I'll go by the motor pool myself.

Avocado salad. That's a new one.

Hi, Charlie.

Sheila, could you be a redhead

by 5:
30 this afternoon?

I could manage it, love.

- Am I to drive, or am I to dress?

- You'll have to dress.

It's for dinner and a bit of mauling.

A two-star general who usually passes out

at 11:
30.

Two-star general.

Push on to SHAEF, Pat.

Two Navy captains. Wait in front, will you?

- Here you are, Charlie.

- Bye, Pat.

I need a driver to take me to Hendon.

How about Sheila?

I'm sorry, love. I'm afraid she's on call.

Emily, take Cmdr. Madison

over to Hendon airport.

If I'm to be a redhead,

I'll need a new dress, don't you agree?

I'll be in my room by lunch.

You are a love, Charlie.

Here's your ticket. This is yours, love.

Rear Admiral. Go to Hammersmith.

Rear Admiral?

I shall be up in my new dress

during lunch, love.

Is Lt. Hayworth still

Navy Supply Officer here?

No, sir. There's a Lt. Wade there now, sir.

Thank you, sir.

It might help you to know

that Lt. Wade is from Alabama.

Thank you.

Drop around my hotel tomorrow at 3:00.

I got some bottles for you, anyway.

What kind of bottles?

What kind of bottles would I have for

a Confederate kinsman in an alien land?

- Don't tell me.

- I.W. Harper.

You can't get bourbon over here.

You got three bottles.

You're quite a dog-robber,

ain't you, Madison?

Let's just make sure

we read each other clear, Wade.

I'll take care of you...

but, Lieutenant,

my admiral sets the best table...

of anybody in

the European theater of operations...

including the Supreme Commander.

I want the prime of everything

you've got in here.

When I ask for steak, I mean aged,

two inches thick...

corn-fed, that you can cut

with a sharp look.

I'm setting up house, now.

For today, I want six dozen sirloin strips...

one crate of oranges,

one crate of grapefruit...

six rib roasts, three Swiss hams,

six gallons of ice cream...

and one gallon chocolate syrup.

I expect to be favored.

If any other admiral's dog-robber

complains...

tell him my admiral will cover for you...

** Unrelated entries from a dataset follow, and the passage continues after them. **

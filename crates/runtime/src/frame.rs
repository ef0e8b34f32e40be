use foundation::time::Time;

/// Largest step a single frame may advance, in seconds.
///
/// Hidden tabs and debugger pauses produce huge gaps between callbacks; the
/// clock caps them so animations resume where they left off.
pub const MAX_FRAME_DT_S: f64 = 0.1;

/// Per-frame timing handed to everything the render loop advances.
#[derive(Debug, Copy, Clone, PartialEq)]
pub struct Frame {
    /// 0-based frame index.
    pub index: u64,
    /// Seconds since the previous frame.
    pub dt_s: f64,
    /// Monotonic seconds since the clock started.
    pub elapsed: Time,
}

/// Converts host timestamps (e.g. `requestAnimationFrame`) into [`Frame`]s.
#[derive(Debug, Default, Clone)]
pub struct FrameClock {
    last_host_time: Option<Time>,
    next_index: u64,
    elapsed_s: f64,
}

impl FrameClock {
    pub fn new() -> Self {
        Self::default()
    }

    /// Advances the clock to `host_time`.
    ///
    /// The first tick has `dt_s == 0`. Host timestamps that go backwards are
    /// treated as a zero step, so `elapsed` never decreases.
    pub fn tick(&mut self, host_time: Time) -> Frame {
        let dt_s = match self.last_host_time {
            Some(last) => host_time.since(last).min(MAX_FRAME_DT_S),
            None => 0.0,
        };
        if self.last_host_time.is_none_or(|last| host_time >= last) {
            self.last_host_time = Some(host_time);
        }
        self.elapsed_s += dt_s;

        let frame = Frame {
            index: self.next_index,
            dt_s,
            elapsed: Time(self.elapsed_s),
        };
        self.next_index = self.next_index.wrapping_add(1);
        frame
    }

    pub fn elapsed(&self) -> Time {
        Time(self.elapsed_s)
    }

    pub fn frames(&self) -> u64 {
        self.next_index
    }
}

all the way to the Secretary of the Navy.

If you do right, I'll see that you get...

the Legion of Merit with clusters.

That's for your gallant service.

If you fink on my admiral, man...

The last supply officer,

who sent my admiral a chewy steak...

is now at the North Pole

doing polar research.

You read me, Lieutenant?

I read you, Commander.

If you'll just have

that sweet young thing...

drive that Buick around to the dock

while we load you up.

You Americans are really enjoying

this war, aren't you?

Ma'am?

Most English families haven't seen

that many oranges or eggs in years.

But it's one big Shriners' Convention

to you Yanks, isn't it?

Well, that's swell, miss.

- Barham.

- On to the hotel, Miss Barham.

It's nearly lunch.

Since when did you start asking

for ration coupons, Alfie?

Bienvenue.

That's the avocados.

It's too bloody gorgeous, Charlie.

I need a girl, Sheila.

A bright, bridge-playing girl.

Very crusty, elegant...

British diction calculated

to bring out the upstart in the American.

Who can handle herself at a dinner table

and play bridge like an assassin.

Whatever happened to Alice Luddens?

She's married off, love,

to a lieutenant in the paratroops.

Can't be too choosy, I suppose,

if you're a widow with two kids.

Can I go and try it on, Charlie?

The balloon is going up any day now.

- What balloon?

- D-day, old man.

Invasion of Europe.

Any day now 1,000,000 men

are gonna hit the beaches of France...

in the greatest battle in history.

Do you know any girls

who play a good game of bridge?

What do you think, Charlie?

Yeah. It's worth a try.

- Harry, let me borrow this for a while.

- Hey.

It's a matter of State.

- Charlie, what happened to you?

- Knock off.

An old wound, Commander?

Yes. A bit of flak I picked up

flying for the RAF in 1940.

Acts up every now and then.

Pity.

Miss Barham, do you play bridge?

Yes, I do. Why?

Adm. Jessup would like you

to be his guest...

for dinner and bridge this evening.

I see.

Just dinner and bridge. Nothing else.

I'll have you delivered

back to your quarters by 10:30.

No, thank you.

If you don't need me, Commander,

may I take my lunch?

You're something of a prig, Miss Barham.

I don't mean to be.

Sheila? Do you think I'm a prig?

Lord, yes, love.

You've been shattering us

with your virtue...

ever since you joined this motor pool.

- I've been that awful?

- Bloody virgin goddess herself.

The fact is, I'm anything but.

I'm grotesquely sentimental.

I fall in love at the drop of a hat.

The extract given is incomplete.